=== Dataset records ===
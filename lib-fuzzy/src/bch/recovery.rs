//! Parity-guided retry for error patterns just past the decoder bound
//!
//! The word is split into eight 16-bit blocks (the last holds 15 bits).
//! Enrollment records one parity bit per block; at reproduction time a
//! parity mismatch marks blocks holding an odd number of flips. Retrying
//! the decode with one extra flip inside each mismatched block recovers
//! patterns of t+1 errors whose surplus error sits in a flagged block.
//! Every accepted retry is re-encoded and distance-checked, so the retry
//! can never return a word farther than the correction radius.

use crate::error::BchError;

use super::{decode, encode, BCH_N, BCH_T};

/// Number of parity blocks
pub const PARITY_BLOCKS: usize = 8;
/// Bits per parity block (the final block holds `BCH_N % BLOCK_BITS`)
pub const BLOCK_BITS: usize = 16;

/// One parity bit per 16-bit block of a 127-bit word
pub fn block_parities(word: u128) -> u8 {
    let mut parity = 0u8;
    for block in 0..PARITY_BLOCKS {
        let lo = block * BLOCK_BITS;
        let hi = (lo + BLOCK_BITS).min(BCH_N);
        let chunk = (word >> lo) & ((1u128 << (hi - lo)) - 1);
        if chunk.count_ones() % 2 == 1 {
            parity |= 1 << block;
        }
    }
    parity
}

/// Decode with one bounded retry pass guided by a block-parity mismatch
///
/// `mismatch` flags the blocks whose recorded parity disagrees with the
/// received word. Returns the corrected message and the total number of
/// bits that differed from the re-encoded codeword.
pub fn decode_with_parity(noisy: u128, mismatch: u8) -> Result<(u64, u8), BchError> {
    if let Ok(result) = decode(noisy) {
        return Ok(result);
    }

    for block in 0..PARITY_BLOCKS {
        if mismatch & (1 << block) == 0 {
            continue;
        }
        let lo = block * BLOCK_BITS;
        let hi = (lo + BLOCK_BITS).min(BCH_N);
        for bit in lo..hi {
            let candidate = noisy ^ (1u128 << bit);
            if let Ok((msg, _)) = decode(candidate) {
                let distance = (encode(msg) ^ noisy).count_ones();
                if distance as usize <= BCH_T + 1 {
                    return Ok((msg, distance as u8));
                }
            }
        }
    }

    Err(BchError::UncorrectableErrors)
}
===
- Work request:
Print, exactly and only, the lines running from the one with "let distance = (encode(msg)" to the end of the data above.

- Task result:
                let distance = (encode(msg) ^ noisy).count_ones();
                if distance as usize <= BCH_T + 1 {
                    return Ok((msg, distance as u8));
                }
            }
        }
    }

    Err(BchError::UncorrectableErrors)
}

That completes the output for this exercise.